Vue de Yaoundé, au Cameroun. © Ludwig Tröller/CC/Flickr
«L’argent ne circule pas ! » Ainsi se plaignent les Camerounais à Yaoundé ou à Douala. Et tant pis pour les non-initiés qui ne comprennent rien à ces lamentations.
C’est pourtant la réponse rituelle au non moins rituel « C’est comment ? », la contrefaçon locale de « bonjour ». Même la victoire des Lions indomptables en finale de la Coupe d’Afrique des nations le 5 février n’a que brièvement déridé ces incorrigibles bougons. Ils râlent contre la vie chère, les coupures d’eau et d’électricité, les fins de mois difficiles…

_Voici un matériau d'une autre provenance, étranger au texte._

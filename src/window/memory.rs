//! In-memory window for tests and alternate hosts.

use std::time::Duration;

use parking_lot::Mutex;

use super::{CookieJar, Window, WindowError};

/// Window substitute with fully defined semantics.
///
/// - `navigate_to` then `current_location` round-trips
/// - every navigation is appended to [`history`](Self::history)
/// - cookies expire against a manual clock moved by [`advance`](Self::advance)
#[derive(Debug)]
pub struct MemoryWindow {
    state: Mutex<MemoryState>,
    cookies_disabled: bool,
}

#[derive(Debug, Default)]
struct MemoryState {
    location: String,
    history: Vec<String>,
    reloads: usize,
    scroll: (f64, f64),
    jar: CookieJar,
    /// Manual clock in Unix seconds
    now: u64,
}

impl MemoryWindow {
    pub fn new(location: &str) -> Self {
        Self {
            state: Mutex::new(MemoryState {
                location: location.to_string(),
                ..MemoryState::default()
            }),
            cookies_disabled: false,
        }
    }

    /// Window whose cookie storage always fails.
    pub fn with_cookies_disabled(location: &str) -> Self {
        Self {
            cookies_disabled: true,
            ..Self::new(location)
        }
    }

    /// Move the manual clock forward.
    pub fn advance(&self, by: Duration) {
        let mut state = self.state.lock();
        state.now = state.now.saturating_add(by.as_secs());
    }

    /// Paths passed to `navigate_to`, oldest first.
    pub fn history(&self) -> Vec<String> {
        self.state.lock().history.clone()
    }

    /// Number of `navigate_to` calls so far.
    pub fn navigations(&self) -> usize {
        self.state.lock().history.len()
    }

    pub fn reloads(&self) -> usize {
        self.state.lock().reloads
    }

    pub fn set_scroll(&self, x: f64, y: f64) {
        self.state.lock().scroll = (x, y);
    }
}

impl Window for MemoryWindow {
    fn host(&self) -> &'static str {
        "memory"
    }

    fn current_location(&self) -> String {
        self.state.lock().location.clone()
    }

    fn navigate_to(&self, path: &str) {
        let mut state = self.state.lock();
        state.location = path.to_string();
        state.history.push(path.to_string());
    }

    fn reload(&self) -> Result<(), WindowError> {
        self.state.lock().reloads += 1;
        Ok(())
    }

    fn scroll_position(&self) -> Result<(f64, f64), WindowError> {
        Ok(self.state.lock().scroll)
    }

    fn cookie(&self, name: &str) -> Result<Option<String>, WindowError> {
        if self.cookies_disabled {
            return Err(WindowError::StorageDisabled);
        }
        let state = self.state.lock();
        Ok(state.jar.get(name, state.now).map(str::to_string))
    }

    fn set_cookie(&self, name: &str, value: &str, max_age: Duration) -> Result<(), WindowError> {
        if self.cookies_disabled {
            return Err(WindowError::StorageDisabled);
        }
        let mut state = self.state.lock();
        let now = state.now;
        state.jar.set(name, value, max_age, now);
        Ok(())
    }
}

#[cfg(test)]
mod tests {
    use super::*;

    #[test]
    fn test_navigate_round_trip() {
        let window = MemoryWindow::new("/");
        for path in ["/o-nas", "/office", "/unknown-path", ""] {
            window.navigate_to(path);
            assert_eq!(window.current_location(), path);
        }
        assert_eq!(window.navigations(), 4);
        assert_eq!(window.history()[0], "/o-nas");
    }

    #[test]
    fn test_initial_location_not_in_history() {
        let window = MemoryWindow::new("/office");
        assert_eq!(window.current_location(), "/office");
        assert!(window.history().is_empty());
    }

    #[test]
    fn test_reload_and_scroll_defined() {
        let window = MemoryWindow::new("/");
        window.reload().unwrap();
        assert_eq!(window.reloads(), 1);
        assert_eq!(window.scroll_position().unwrap(), (0.0, 0.0));
        window.set_scroll(0.0, 120.5);
        assert_eq!(window.scroll_position().unwrap(), (0.0, 120.5));
    }

    #[test]
    fn test_cookie_expiry_follows_clock() {
        let window = MemoryWindow::new("/");
        window
            .set_cookie("seen", "true", Duration::from_secs(60))
            .unwrap();
        window.advance(Duration::from_secs(59));
        assert_eq!(window.cookie("seen").unwrap().as_deref(), Some("true"));
        window.advance(Duration::from_secs(1));
        assert_eq!(window.cookie("seen").unwrap(), None);
    }

    #[test]
    fn test_cookies_disabled() {
        let window = MemoryWindow::with_cookies_disabled("/");
        assert!(matches!(
            window.cookie("seen"),
            Err(WindowError::StorageDisabled)
        ));
        assert!(
            window
                .set_cookie("seen", "true", Duration::from_secs(1))
                .is_err()
        );
        // navigation still works
        window.navigate_to("/office");
        assert_eq!(window.current_location(), "/office");
    }
}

Un paradoxe, quand on regarde les indicateurs macroéconomiques de leur pays. De l’indice des prix jusqu’au taux de croissance, le tableau de bord est plus rassurant que celui de leurs voisins de la sous-région. De tous les membres de la Cemac, le Cameroun est celui qui souffre le moins de la baisse de ses revenus pétroliers.
Petit producteur à l’économie diversifiée, il a mieux digéré la crise, d’autant que la chute du prix du brut a été en partie compensée par une substantielle augmentation de sa production d’or noir. Selon la Société nationale des hydrocarbures, le pays a enregistré une hausse de sa production de 19,42% sur les quatre premiers mois de 2016, pour s’établir à 12,3 millions de barils.
Grands travaux d’infrastructures
La solidité de l’économie camerounaise face à la tempête pétrolière vient aussi, selon le FMI, de la politique de grands travaux d’infrastructures, dits structurants. Le port de Kribi, les autoroutes Yaoundé-Douala et Yaoundé-Nsimalen, les barrages hydroélectriques, les poses de câbles sous-marins et l’extension de la fibre optique… Elle tire également ses origines de l’histoire de la politique économique. Le président Ahmadou Ahidjo fit placer les revenus pétroliers dans un compte « hors budget » pour éviter au pays de « vivre au-dessus de ses moyens ».
Même si, au tribunal de l’Histoire, ses détracteurs lui reprochent le silence et l’opacité qu’il a entretenus autour de la production pétrolière et sa gestion très personnelle des recettes déposées dans des banques des îles Caïmans, ils ne peuvent contester le lien entre ce choix, certes peu démocratique, et le développement de l’agriculture, qui pesait 28,5% du PIB en 2015, selon la Banque mondiale. Par comparaison, elle ne contribue qu’à 20% de la richesse nationale du Nigeria.
Les atouts du Cameroun lui permettent de garder la tête hors de l’eau et même d’aider ses voisins. Selon un rapport du FMI sur la situation économique au Tchad – dont les revenus pétroliers ont fondu au point de diminuer (– 3% en 2016) –, Yaoundé a accordé à N’Djamena un prêt bilatéral d’un montant total de 30 milliards de F CFA (45,7 millions d’euros).
Réformer la politique de santé publique
Reste que cette économie camerounaise peine à améliorer le quotidien des habitants. Alors qu’on approche de la présidentielle de 2018, les électeurs auront à cœur de voir résorbés le déficit énergétique et les pénuries d’eau courante. Ils attendent également des propositions relatives au chantier prioritaire de la santé publique. Les scandales dans les hôpitaux ont révélé l’urgence de financer la création d’une couverture universelle pour que l’ensemble de la population dispose d’un égal accès aux services préventifs, curatifs, palliatifs.
Et cela en lieu et place de l’actuel système d’évacuations sanitaires – à l’étranger –, qui ne profite qu’à quelques privilégiés. Selon l’Institut national de la statistique, environ 90% des travailleurs camerounais sont dépourvus de toute couverture sociale. Résultat, le coût des soins expose les ménages à des difficultés financières. On comprend pourquoi les Camerounais se plaignent alors que « l’argent ne circule pas ».